• Your goal
Once you find a line containing the word "HealthCheckSource" in the entries below, copy it.

• Dataset entries
'''
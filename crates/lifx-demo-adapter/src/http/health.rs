/*
[INPUT]:  Backend URL, cooldown settings, caller intent (force/source)
[OUTPUT]: Updated BackendStatus (never an error)
[POS]:    HTTP layer - rate-limited backend reachability probe
[UPDATE]: When health endpoint, cooldowns or status mapping change
*/

use std::time::{Duration, Instant};

use reqwest::{Method, StatusCode};
use tracing::{debug, info, warn};

use crate::http::BackendClient;
use crate::types::{BackendStatus, HealthCheckSource};

impl BackendClient {
    /// Probe `GET <backend>/health` and record the outcome.
    ///
    /// 200 → `Connected`, any other 2xx → `Error`, non-2xx or transport
    /// failure → `Disconnected`. Unforced calls inside the cooldown window
    /// are skipped; an `Initial` call runs at most once per client, even if
    /// forced.
    pub async fn check_backend_health(&self, force: bool, source: HealthCheckSource) {
        if !self.claim_health_check(force, source) {
            return;
        }

        self.set_backend_status(BackendStatus::Checking);

        let outcome = match self.request(Method::GET, "/health") {
            Ok(builder) => builder.timeout(self.config().health_timeout).send().await,
            Err(err) => {
                warn!(error = %err, "invalid backend URL for health check");
                self.set_backend_status(BackendStatus::Disconnected);
                return;
            }
        };

        let status = match outcome {
            Ok(response) if response.status() == StatusCode::OK => BackendStatus::Connected,
            Ok(response) if response.status().is_success() => {
                warn!(status = %response.status(), "unexpected health check status");
                BackendStatus::Error
            }
            Ok(response) => {
                warn!(status = %response.status(), "backend health check failed");
                BackendStatus::Disconnected
            }
            Err(err) => {
                warn!(error = %err, "backend health check failed");
                BackendStatus::Disconnected
            }
        };

        info!(?status, ?source, "backend health checked");
        self.set_backend_status(status);
    }

    /// Cooldown that applies to the current backend
    pub fn health_cooldown(&self) -> Duration {
        if self.backend_config().is_production() {
            self.config().health_cooldown_production
        } else {
            self.config().health_cooldown_development
        }
    }

    /// Decide whether this call may run, and mark it as running
    fn claim_health_check(&self, force: bool, source: HealthCheckSource) -> bool {
        let cooldown = self.health_cooldown();
        let mut state = self.health.lock().unwrap_or_else(|e| e.into_inner());

        if source == HealthCheckSource::Initial {
            if state.initial_done {
                debug!("initial health check already ran");
                return false;
            }
            state.initial_done = true;
        } else if !force {
            if let Some(last) = state.last_run {
                if last.elapsed() < cooldown {
                    debug!(
                        remaining_secs = cooldown.saturating_sub(last.elapsed()).as_secs(),
                        "health check in cooldown"
                    );
                    return false;
                }
            }
        }

        state.last_run = Some(Instant::now());
        true
    }
}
'''
• Your solution
use crate::types::{BackendStatus, HealthCheckSource};
    pub async fn check_backend_health(&self, force: bool, source: HealthCheckSource) {
    fn claim_health_check(&self, force: bool, source: HealthCheckSource) -> bool {
        if source == HealthCheckSource::Initial {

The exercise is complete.